The ironies of unexpected downtime

I freely admit it. I’m a gaming nerd. Not really hardcore. I don’t demand complexity or lament the ‘easification’ of games that I love. But I do love playing them. And I try, hard as it may, to not talk about my game with family members. Unless I want their eyes to freeroll out of their skulls among moans and sighs. So when my game is down for over 2 days I didn’t go into torpor or start a nerdbellion and deman the devs heads on a pike. Or go lord of flies on everything (where I end up being the kid in glasses chased through the island towards the shore). I got my fix by rekindling myself with Kingdoms of Amalur: Reckoning and even downloaded 2 released DLCs since. And when I played it I wish it was DDO – beautiful and crisp graphics and very nice combat system. Deep and satisfying type of crafting – from creating armors, to creating gems to making your own potions. It got a little bit of everything. Translated to DDO it would be great.
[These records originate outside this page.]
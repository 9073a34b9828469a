//! Host stand-ins for the board's GPIOs and delay.

use std::convert::Infallible;
use std::sync::Arc;
use std::sync::atomic::{AtomicBool, Ordering};
use std::thread;
use std::time::Duration;

use embedded_hal::delay::DelayNs;
use embedded_hal::digital::{ErrorType, OutputPin};

/// Output line whose level can be observed from elsewhere (e.g. the backlight).
#[derive(Debug, Clone)]
pub struct SimPin {
    label: &'static str,
    level: Arc<AtomicBool>,
}

impl SimPin {
    pub fn new(
        label: &'static str,
        high: bool,
    ) -> Self {
        Self { label, level: Arc::new(AtomicBool::new(high)) }
    }

    pub fn is_high(&self) -> bool { self.level.load(Ordering::Relaxed) }

    fn drive(
        &self,
        high: bool,
    ) {
        if self.level.swap(high, Ordering::Relaxed) != high {
            log::trace!("{} -> {}", self.label, if high { "high" } else { "low" });
        }
    }
}

impl ErrorType for SimPin {
    type Error = Infallible;
}

impl OutputPin for SimPin {
    fn set_low(&mut self) -> Result<(), Self::Error> {
        self.drive(false);
        Ok(())
    }

    fn set_high(&mut self) -> Result<(), Self::Error> {
        self.drive(true);
        Ok(())
    }
}

/// Wall-clock time, optionally compressed by an integer factor.
#[derive(Debug, Clone, Copy)]
pub struct SimClock {
    time_scale: u32,
}

impl SimClock {
    pub fn new(time_scale: u32) -> Self { Self { time_scale: time_scale.max(1) } }

    pub fn sleep_ms(
        &self,
        ms: u32,
    ) {
        self.sleep(Duration::from_millis(u64::from(ms)));
    }

    pub fn sleep(
        &self,
        duration: Duration,
    ) {
        thread::sleep(self.scaled(duration));
    }

    /// Real time that `duration` of board time takes here.
    pub fn scaled(
        &self,
        duration: Duration,
    ) -> Duration {
        duration / self.time_scale
    }
}

/// `DelayNs` on top of [`SimClock`].
#[derive(Debug, Clone, Copy)]
pub struct StdDelay {
    clock: SimClock,
}

impl StdDelay {
    pub fn new(clock: SimClock) -> Self { Self { clock } }
}

impl DelayNs for StdDelay {
    fn delay_ns(
        &mut self,
        ns: u32,
    ) {
        self.clock.sleep(Duration::from_nanos(u64::from(ns)));
    }
}

// =============================================================================
// Unit Tests
// =============================================================================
But the irony wasn’t me getting into the game again – the irony was that the incentive of +2 loot and 25% XP didn’t make me play more then I did. I did play some – but I spent almost half a day playing Amalur instead. And while I managed to get some stuff done including be almost done with the ranger destiny on my ranger and then starting the fighter now for some extra fate points and stuff to twist, I could certainly spend even more time doing it.

But is it were I got suckered into another game and spent a substantial amount of time beating one of the DLCs instead and got a fourth into the other. Good times.